### THE PROBLEM
Extract all records. Keep each one exact.

### EXERCISE DATA
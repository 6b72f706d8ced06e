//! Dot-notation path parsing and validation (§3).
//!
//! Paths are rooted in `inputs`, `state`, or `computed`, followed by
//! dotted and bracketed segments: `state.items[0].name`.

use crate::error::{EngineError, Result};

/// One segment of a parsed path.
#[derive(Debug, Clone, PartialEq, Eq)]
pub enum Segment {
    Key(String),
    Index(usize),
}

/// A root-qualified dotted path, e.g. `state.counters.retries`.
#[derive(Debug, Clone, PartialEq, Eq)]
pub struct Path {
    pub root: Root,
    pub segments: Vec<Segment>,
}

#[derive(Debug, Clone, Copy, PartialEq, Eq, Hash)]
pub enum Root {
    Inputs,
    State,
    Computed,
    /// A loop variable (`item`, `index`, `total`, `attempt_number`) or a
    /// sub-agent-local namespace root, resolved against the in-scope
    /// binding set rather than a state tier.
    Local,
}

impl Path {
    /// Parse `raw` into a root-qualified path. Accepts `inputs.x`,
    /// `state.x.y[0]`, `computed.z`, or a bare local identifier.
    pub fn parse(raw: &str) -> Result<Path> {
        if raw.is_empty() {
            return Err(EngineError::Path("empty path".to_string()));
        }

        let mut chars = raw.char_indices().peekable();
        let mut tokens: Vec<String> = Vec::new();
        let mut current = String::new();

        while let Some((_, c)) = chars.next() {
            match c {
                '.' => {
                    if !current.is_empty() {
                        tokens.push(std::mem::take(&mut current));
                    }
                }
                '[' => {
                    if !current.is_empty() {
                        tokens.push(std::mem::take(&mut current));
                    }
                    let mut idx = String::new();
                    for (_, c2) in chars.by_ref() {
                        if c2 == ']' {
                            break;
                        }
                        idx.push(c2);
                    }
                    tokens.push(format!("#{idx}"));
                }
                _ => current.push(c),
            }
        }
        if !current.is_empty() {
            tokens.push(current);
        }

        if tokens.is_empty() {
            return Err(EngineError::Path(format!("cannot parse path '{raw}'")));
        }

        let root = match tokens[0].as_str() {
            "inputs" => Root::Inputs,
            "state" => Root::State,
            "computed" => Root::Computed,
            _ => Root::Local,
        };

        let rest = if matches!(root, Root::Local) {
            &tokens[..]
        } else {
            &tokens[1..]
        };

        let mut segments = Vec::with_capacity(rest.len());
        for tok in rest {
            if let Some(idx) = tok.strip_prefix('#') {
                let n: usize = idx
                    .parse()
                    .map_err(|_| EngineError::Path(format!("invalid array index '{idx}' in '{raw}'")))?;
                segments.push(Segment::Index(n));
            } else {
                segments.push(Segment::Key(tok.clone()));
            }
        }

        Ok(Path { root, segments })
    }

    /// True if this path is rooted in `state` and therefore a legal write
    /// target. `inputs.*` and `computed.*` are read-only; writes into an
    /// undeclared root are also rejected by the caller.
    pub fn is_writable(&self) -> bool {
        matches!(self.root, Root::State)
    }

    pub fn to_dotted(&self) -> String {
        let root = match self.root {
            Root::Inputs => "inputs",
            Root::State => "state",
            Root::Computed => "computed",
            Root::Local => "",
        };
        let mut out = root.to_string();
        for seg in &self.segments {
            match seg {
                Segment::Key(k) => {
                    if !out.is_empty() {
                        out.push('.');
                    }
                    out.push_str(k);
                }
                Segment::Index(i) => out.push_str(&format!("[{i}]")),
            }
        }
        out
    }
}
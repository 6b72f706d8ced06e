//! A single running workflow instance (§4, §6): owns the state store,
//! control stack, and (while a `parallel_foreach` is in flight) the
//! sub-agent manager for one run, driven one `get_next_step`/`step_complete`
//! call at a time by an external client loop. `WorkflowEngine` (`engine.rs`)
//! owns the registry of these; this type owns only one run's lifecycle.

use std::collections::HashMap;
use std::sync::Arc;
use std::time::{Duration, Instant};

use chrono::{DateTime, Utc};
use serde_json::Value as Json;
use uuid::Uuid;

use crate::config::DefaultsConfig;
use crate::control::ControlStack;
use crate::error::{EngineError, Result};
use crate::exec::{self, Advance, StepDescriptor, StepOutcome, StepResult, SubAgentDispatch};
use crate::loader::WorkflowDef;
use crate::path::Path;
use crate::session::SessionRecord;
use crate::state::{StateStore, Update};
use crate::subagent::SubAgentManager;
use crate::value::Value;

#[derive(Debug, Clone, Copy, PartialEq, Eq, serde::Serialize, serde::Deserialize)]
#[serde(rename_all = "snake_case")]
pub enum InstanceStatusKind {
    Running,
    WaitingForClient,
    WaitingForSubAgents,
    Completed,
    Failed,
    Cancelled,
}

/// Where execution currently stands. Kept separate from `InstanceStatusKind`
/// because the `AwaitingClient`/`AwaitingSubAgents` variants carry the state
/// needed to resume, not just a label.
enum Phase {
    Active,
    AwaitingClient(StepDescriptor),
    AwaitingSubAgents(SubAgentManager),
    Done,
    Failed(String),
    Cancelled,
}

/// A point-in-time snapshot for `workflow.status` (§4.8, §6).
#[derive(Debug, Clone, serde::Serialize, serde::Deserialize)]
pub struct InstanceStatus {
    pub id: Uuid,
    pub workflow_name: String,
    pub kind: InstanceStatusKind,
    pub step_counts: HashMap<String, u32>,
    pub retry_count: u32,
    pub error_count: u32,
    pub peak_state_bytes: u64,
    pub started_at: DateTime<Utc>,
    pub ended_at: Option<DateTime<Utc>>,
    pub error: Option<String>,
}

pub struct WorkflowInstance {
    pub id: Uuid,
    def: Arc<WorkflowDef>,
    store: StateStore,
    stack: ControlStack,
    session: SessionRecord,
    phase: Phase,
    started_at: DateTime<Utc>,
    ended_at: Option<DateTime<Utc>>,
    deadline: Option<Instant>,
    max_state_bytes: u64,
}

### FINISHED EXERCISE
repository 6b72f706d8ced06e
//! Dot-notation path parsing and validation (§3).
//!
//! Paths are rooted in `inputs`, `state`, or `computed`, followed by
//! dotted and bracketed segments: `state.items[0].name`.

use crate::error::{EngineError, Result};

/// One segment of a parsed path.
#[derive(Debug, Clone, PartialEq, Eq)]
pub enum Segment {
    Key(String),
    Index(usize),
}

/// A root-qualified dotted path, e.g. `state.counters.retries`.
#[derive(Debug, Clone, PartialEq, Eq)]
pub struct Path {
    pub root: Root,
    pub segments: Vec<Segment>,
}

#[derive(Debug, Clone, Copy, PartialEq, Eq, Hash)]
pub enum Root {
    Inputs,
    State,
    Computed,
    /// A loop variable (`item`, `index`, `total`, `attempt_number`) or a
    /// sub-agent-local namespace root, resolved against the in-scope
    /// binding set rather than a state tier.
    Local,
}

impl Path {
    /// Parse `raw` into a root-qualified path. Accepts `inputs.x`,
    /// `state.x.y[0]`, `computed.z`, or a bare local identifier.
    pub fn parse(raw: &str) -> Result<Path> {
        if raw.is_empty() {
            return Err(EngineError::Path("empty path".to_string()));
        }

        let mut chars = raw.char_indices().peekable();
        let mut tokens: Vec<String> = Vec::new();
        let mut current = String::new();

        while let Some((_, c)) = chars.next() {
            match c {
                '.' => {
                    if !current.is_empty() {
                        tokens.push(std::mem::take(&mut current));
                    }
                }
                '[' => {
                    if !current.is_empty() {
                        tokens.push(std::mem::take(&mut current));
                    }
                    let mut idx = String::new();
                    for (_, c2) in chars.by_ref() {
                        if c2 == ']' {
                            break;
                        }
                        idx.push(c2);
                    }
                    tokens.push(format!("#{idx}"));
                }
                _ => current.push(c),
            }
        }
        if !current.is_empty() {
            tokens.push(current);
        }

        if tokens.is_empty() {
            return Err(EngineError::Path(format!("cannot parse path '{raw}'")));
        }

        let root = match tokens[0].as_str() {
            "inputs" => Root::Inputs,
            "state" => Root::State,
            "computed" => Root::Computed,
            _ => Root::Local,
        };

        let rest = if matches!(root, Root::Local) {
            &tokens[..]
        } else {
            &tokens[1..]
        };

        let mut segments = Vec::with_capacity(rest.len());
        for tok in rest {
            if let Some(idx) = tok.strip_prefix('#') {
                let n: usize = idx
                    .parse()
                    .map_err(|_| EngineError::Path(format!("invalid array index '{idx}' in '{raw}'")))?;
                segments.push(Segment::Index(n));
            } else {
                segments.push(Segment::Key(tok.clone()));
            }
        }

        Ok(Path { root, segments })
    }

    /// True if this path is rooted in `state` and therefore a legal write
    /// target. `inputs.*` and `computed.*` are read-only; writes into an
    /// undeclared root are also rejected by the caller.
    pub fn is_writable(&self) -> bool {
        matches!(self.root, Root::State)
    }

    pub fn to_dotted(&self) -> String {
        let root = match self.root {
            Root::Inputs => "inputs",
            Root::State => "state",
            Root::Computed => "computed",
            Root::Local => "",
        };
        let mut out = root.to_string();
        for seg in &self.segments {
            match seg {
                Segment::Key(k) => {
                    if !out.is_empty() {
                        out.push('.');
                    }
                    out.push_str(k);
                }
                Segment::Index(i) => out.push_str(&format!("[{i}]")),
            }
        }
        out
    }
}
repository 6b72f706d8ced06e
//! A single running workflow instance (§4, §6): owns the state store,
//! control stack, and (while a `parallel_foreach` is in flight) the
//! sub-agent manager for one run, driven one `get_next_step`/`step_complete`
//! call at a time by an external client loop. `WorkflowEngine` (`engine.rs`)
//! owns the registry of these; this type owns only one run's lifecycle.

use std::collections::HashMap;
use std::sync::Arc;
use std::time::{Duration, Instant};

use chrono::{DateTime, Utc};
use serde_json::Value as Json;
use uuid::Uuid;

use crate::config::DefaultsConfig;
use crate::control::ControlStack;
use crate::error::{EngineError, Result};
use crate::exec::{self, Advance, StepDescriptor, StepOutcome, StepResult, SubAgentDispatch};
use crate::loader::WorkflowDef;
use crate::path::Path;
use crate::session::SessionRecord;
use crate::state::{StateStore, Update};
use crate::subagent::SubAgentManager;
use crate::value::Value;

#[derive(Debug, Clone, Copy, PartialEq, Eq, serde::Serialize, serde::Deserialize)]
#[serde(rename_all = "snake_case")]
pub enum InstanceStatusKind {
    Running,
    WaitingForClient,
    WaitingForSubAgents,
    Completed,
    Failed,
    Cancelled,
}

/// Where execution currently stands. Kept separate from `InstanceStatusKind`
/// because the `AwaitingClient`/`AwaitingSubAgents` variants carry the state
/// needed to resume, not just a label.
enum Phase {
    Active,
    AwaitingClient(StepDescriptor),
    AwaitingSubAgents(SubAgentManager),
    Done,
    Failed(String),
    Cancelled,
}

/// A point-in-time snapshot for `workflow.status` (§4.8, §6).
#[derive(Debug, Clone, serde::Serialize, serde::Deserialize)]
pub struct InstanceStatus {
    pub id: Uuid,
    pub workflow_name: String,
    pub kind: InstanceStatusKind,
    pub step_counts: HashMap<String, u32>,
    pub retry_count: u32,
    pub error_count: u32,
    pub peak_state_bytes: u64,
    pub started_at: DateTime<Utc>,
    pub ended_at: Option<DateTime<Utc>>,
    pub error: Option<String>,
}

pub struct WorkflowInstance {
    pub id: Uuid,
    def: Arc<WorkflowDef>,
    store: StateStore,
    stack: ControlStack,
    session: SessionRecord,
    phase: Phase,
    started_at: DateTime<Utc>,
    ended_at: Option<DateTime<Utc>>,
    deadline: Option<Instant>,
    max_state_bytes: u64,
}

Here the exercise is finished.